Max Andreas Blunck (20 December 1871 – 12 April 1933) was a German politician of the liberal German Democratic Party (DDP). He served as Minister of Justice in the government of Hermann Müller from March to June 1920.

==Biography==
Blunck was born on 20 December 1871 in Krempe in the Prussian Province of Schleswig-Holstein.

After attending the Gymnasium in Glückstadt, Blunck studied law and the Chinese language in Berlin. In 1894, he started working as a public servant in Hamburg. After being awarded a Dr.jur. in Jena in 1898, he began working as a lawyer in Hamburg. From 1904 to 1918, Blunck was a member of the Hamburg Bürgerschaft (the local parliament) for a rural area.

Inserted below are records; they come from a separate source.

//! PostgreSQL implementation of the About and SEO singletons.

use async_trait::async_trait;
use chrono::{DateTime, Utc};
use serde_json::json;
use sqlx::PgPool;
use std::sync::Arc;

use crate::domain::entities::{About, AboutUpdate, SeoSettings, SeoUpdate, TwitterCard};
use crate::domain::repositories::ProfileRepository;
use crate::error::AppError;

/// PostgreSQL repository for the single-row `about` and `seo_settings` tables.
///
/// Both tables pin their primary key to `1`, so every write is one
/// `INSERT ... ON CONFLICT (id) DO UPDATE` and the row can never be
/// duplicated, even under concurrent saves.
pub struct PgProfileRepository {
    pool: Arc<PgPool>,
}

impl PgProfileRepository {
    /// Creates a new repository with a database connection pool.
    pub fn new(pool: Arc<PgPool>) -> Self {
        Self { pool }
    }
}

#[derive(sqlx::FromRow)]
struct AboutRow {
    bio: String,
    image_url: Option<String>,
    created_at: DateTime<Utc>,
    updated_at: DateTime<Utc>,
}

impl From<AboutRow> for About {
    fn from(r: AboutRow) -> Self {
        About {
            bio: r.bio,
            image_url: r.image_url,
            created_at: r.created_at,
            updated_at: r.updated_at,
        }
    }
}

#[derive(sqlx::FromRow)]
struct SeoRow {
    title: String,
    description: String,
    keywords: Option<String>,
    og_image: Option<String>,
    twitter_card: Option<String>,
    created_at: DateTime<Utc>,
    updated_at: DateTime<Utc>,
}

impl TryFrom<SeoRow> for SeoSettings {
    type Error = AppError;

    fn try_from(r: SeoRow) -> Result<Self, Self::Error> {
        let twitter_card = r
            .twitter_card
            .as_deref()
            .map(str::parse::<TwitterCard>)
            .transpose()
            .map_err(|reason| {
                AppError::internal(
                    "Stored SEO settings have an invalid value",
                    json!({ "reason": reason }),
                )
            })?;

        Ok(SeoSettings {
            title: r.title,
            description: r.description,
            keywords: r.keywords,
            og_image: r.og_image,
            twitter_card,
            created_at: r.created_at,
            updated_at: r.updated_at,
        })
    }
}

#[async_trait]
impl ProfileRepository for PgProfileRepository {
    async fn get_about(&self) -> Result<Option<About>, AppError> {
        let row = sqlx::query_as::<_, AboutRow>(
            "SELECT bio, image_url, created_at, updated_at FROM about WHERE id = 1",
        )
        .fetch_optional(self.pool.as_ref())
        .await?;

        Ok(row.map(Into::into))
    }

    async fn upsert_about(&self, update: AboutUpdate) -> Result<About, AppError> {
        let row = sqlx::query_as::<_, AboutRow>(
            r#"
            INSERT INTO about (id, bio, image_url)
            VALUES (1, $1, $2)
            ON CONFLICT (id) DO UPDATE
            SET bio = EXCLUDED.bio,
                image_url = COALESCE(EXCLUDED.image_url, about.image_url),
                updated_at = NOW()
            RETURNING bio, image_url, created_at, updated_at
            "#,
        )
        .bind(&update.bio)
        .bind(&update.image_url)
        .fetch_one(self.pool.as_ref())
        .await?;

        Ok(row.into())
    }

    async fn get_seo(&self) -> Result<Option<SeoSettings>, AppError> {
        let row = sqlx::query_as::<_, SeoRow>(
            r#"
            SELECT title, description, keywords, og_image, twitter_card, created_at, updated_at
            FROM seo_settings
            WHERE id = 1
            "#,
        )
        .fetch_optional(self.pool.as_ref())
        .await?;

        row.map(TryInto::try_into).transpose()
    }

    async fn upsert_seo(&self, update: SeoUpdate) -> Result<SeoSettings, AppError> {
        let row = sqlx::query_as::<_, SeoRow>(
            r#"
            INSERT INTO seo_settings (id, title, description, keywords, og_image, twitter_card)
            VALUES (1, $1, $2, $3, $4, $5)
            ON CONFLICT (id) DO UPDATE
            SET title = EXCLUDED.title,
                description = EXCLUDED.description,
                keywords = EXCLUDED.keywords,
                og_image = COALESCE(EXCLUDED.og_image, seo_settings.og_image),
                twitter_card = EXCLUDED.twitter_card,
                updated_at = NOW()
            RETURNING title, description, keywords, og_image, twitter_card, created_at, updated_at
            "#,
        )
        .bind(&update.title)
        .bind(&update.description)
        .bind(&update.keywords)
        .bind(&update.og_image)
        .bind(update.twitter_card.map(|c| c.as_str()))
        .fetch_one(self.pool.as_ref())
        .await?;

        row.try_into()
    }
}
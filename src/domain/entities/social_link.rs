//! Social profile links and the platform → icon mapping.
//!
//! Icons are resolved through [`Platform::default_icon`] and [`Icon`]; there is
//! no lookup of arbitrary icon names at render time.

use chrono::{DateTime, Utc};
use std::fmt;
use std::str::FromStr;

/// Platform a social link points to.
#[derive(Debug, Clone, Copy, PartialEq, Eq, Hash)]
pub enum Platform {
    Github,
    Linkedin,
    Twitter,
    Instagram,
    Facebook,
    Youtube,
    Dribbble,
    Behance,
    Medium,
    DevTo,
    Email,
    Website,
    Other,
}

impl Platform {
    pub const ALL: [Platform; 13] = [
        Platform::Github,
        Platform::Linkedin,
        Platform::Twitter,
        Platform::Instagram,
        Platform::Facebook,
        Platform::Youtube,
        Platform::Dribbble,
        Platform::Behance,
        Platform::Medium,
        Platform::DevTo,
        Platform::Email,
        Platform::Website,
        Platform::Other,
    ];

    /// Stored identifier.
    pub fn as_str(&self) -> &'static str {
        match self {
            Platform::Github => "github",
            Platform::Linkedin => "linkedin",
            Platform::Twitter => "twitter",
            Platform::Instagram => "instagram",
            Platform::Facebook => "facebook",
            Platform::Youtube => "youtube",
            Platform::Dribbble => "dribbble",
            Platform::Behance => "behance",
            Platform::Medium => "medium",
            Platform::DevTo => "dev.to",
            Platform::Email => "email",
            Platform::Website => "website",
            Platform::Other => "other",
        }
    }

    pub fn label(&self) -> &'static str {
        match self {
            Platform::Github => "GitHub",
            Platform::Linkedin => "LinkedIn",
            Platform::Twitter => "Twitter",
            Platform::Instagram => "Instagram",
            Platform::Facebook => "Facebook",
            Platform::Youtube => "YouTube",
            Platform::Dribbble => "Dribbble",
            Platform::Behance => "Behance",
            Platform::Medium => "Medium",
            Platform::DevTo => "Dev.to",
            Platform::Email => "Email",
            Platform::Website => "Website",
            Platform::Other => "Other",
        }
    }

    pub fn default_icon(&self) -> Icon {
        match self {
            Platform::Github => Icon::Github,
            Platform::Linkedin => Icon::Linkedin,
            Platform::Twitter => Icon::Twitter,
            Platform::Instagram => Icon::Instagram,
            Platform::Facebook => Icon::Facebook,
            Platform::Youtube => Icon::Youtube,
            Platform::Dribbble => Icon::Dribbble,
            Platform::Behance => Icon::Palette,
            Platform::Medium => Icon::BookOpen,
            Platform::DevTo => Icon::Code,
            Platform::Email => Icon::Mail,
            Platform::Website => Icon::Globe,
            Platform::Other => Icon::Link,
        }
    }
}

impl FromStr for Platform {
    type Err = String;

    fn from_str(s: &str) -> Result<Self, Self::Err> {
        let s = s.trim();
        Self::ALL
            .into_iter()
            .find(|p| p.as_str().eq_ignore_ascii_case(s))
            .ok_or_else(|| format!("Unknown platform: {}", s))
    }
}

impl fmt::Display for Platform {
    fn fmt(&self, f: &mut fmt::Formatter) -> fmt::Result {
        f.write_str(self.as_str())
    }
}

/// Icon identifier rendered next to a social link.
#[derive(Debug, Clone, Copy, PartialEq, Eq, Hash)]
pub enum Icon {
    Github,
    Linkedin,
    Twitter,
    Instagram,
    Facebook,
    Youtube,
    Dribbble,
    Palette,
    BookOpen,
    Code,
    Mail,
    Globe,
    Link,
}

impl Icon {
    pub const ALL: [Icon; 13] = [
        Icon::Github,
        Icon::Linkedin,
        Icon::Twitter,
        Icon::Instagram,
        Icon::Facebook,
        Icon::Youtube,
        Icon::Dribbble,
        Icon::Palette,
        Icon::BookOpen,
        Icon::Code,
        Icon::Mail,
        Icon::Globe,
        Icon::Link,
    ];

    pub fn as_str(&self) -> &'static str {
        match self {
            Icon::Github => "github",
            Icon::Linkedin => "linkedin",
            Icon::Twitter => "twitter",
            Icon::Instagram => "instagram",
            Icon::Facebook => "facebook",
            Icon::Youtube => "youtube",
            Icon::Dribbble => "dribbble",
            Icon::Palette => "palette",
            Icon::BookOpen => "book-open",
            Icon::Code => "code",
            Icon::Mail => "mail",
            Icon::Globe => "globe",
            Icon::Link => "link",
        }
    }
}

impl FromStr for Icon {
    type Err = String;

    fn from_str(s: &str) -> Result<Self, Self::Err> {
        let s = s.trim();
        Self::ALL
            .into_iter()
            .find(|i| i.as_str().eq_ignore_ascii_case(s))
            .ok_or_else(|| format!("Unknown icon: {}", s))
    }
}

impl fmt::Display for Icon {
    fn fmt(&self, f: &mut fmt::Formatter) -> fmt::Result {
        f.write_str(self.as_str())
    }
}

#[derive(Debug, Clone)]
pub struct SocialLink {
    pub id: i64,
    pub platform: Platform,
    pub url: String,
    /// Explicit icon; `None` falls back to the platform default.
    pub icon: Option<Icon>,
    pub created_at: DateTime<Utc>,
    pub updated_at: DateTime<Utc>,
}

impl SocialLink {
    pub fn display_icon(&self) -> Icon {
        self.icon.unwrap_or_else(|| self.platform.default_icon())
    }
}

#[derive(Debug, Clone, PartialEq, Eq)]
pub struct NewSocialLink {
    pub platform: Platform,
    pub url: String,
    pub icon: Option<Icon>,
}

#[cfg(test)]
mod tests {
    use super::*;

    #[test]
    fn test_platform_parsing() {
        assert_eq!("github".parse::<Platform>(), Ok(Platform::Github));
        assert_eq!("Dev.to".parse::<Platform>(), Ok(Platform::DevTo));
        assert!("myspace".parse::<Platform>().is_err());
    }

    #[test]
    fn test_every_platform_round_trips() {
        for platform in Platform::ALL {
            assert_eq!(platform.as_str().parse::<Platform>(), Ok(platform));
        }
        for icon in Icon::ALL {
            assert_eq!(icon.as_str().parse::<Icon>(), Ok(icon));
        }
    }

    #[test]
    fn test_display_icon_falls_back_to_platform() {
        let mut link = SocialLink {
            id: 1,
            platform: Platform::Email,
            url: "mailto:hello@example.com".to_string(),
            icon: None,
            created_at: Utc::now(),
            updated_at: Utc::now(),
        };

        assert_eq!(link.display_icon(), Icon::Mail);

        link.icon = Some(Icon::Globe);
        assert_eq!(link.display_icon(), Icon::Globe);
    }

    #[test]
    fn test_default_icons() {
        assert_eq!(Platform::Behance.default_icon(), Icon::Palette);
        assert_eq!(Platform::Medium.default_icon(), Icon::BookOpen);
        assert_eq!(Platform::Other.default_icon(), Icon::Link);
    }
}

In 1912, he was elected as the Reichstag delegate for the Tondern–Husum–Eiderstedt constituency for the Freisinnige Volkspartei.

In the German Revolution, he was arrested by the local radical Workers' council on 8 December 1918.

He was a DDP member of the Weimar National Assembly in 1919 to 1920 and a DDP member of the Reichstag from 1920 to 1924.

After the Kapp-Lüttwitz Putsch of March 1920, Blunck became justice minister in the government of Hermann Müller (SPD). The government resigned in June 1920 after the Reichstag elections.

He died in Aumühle on 12 April 1933.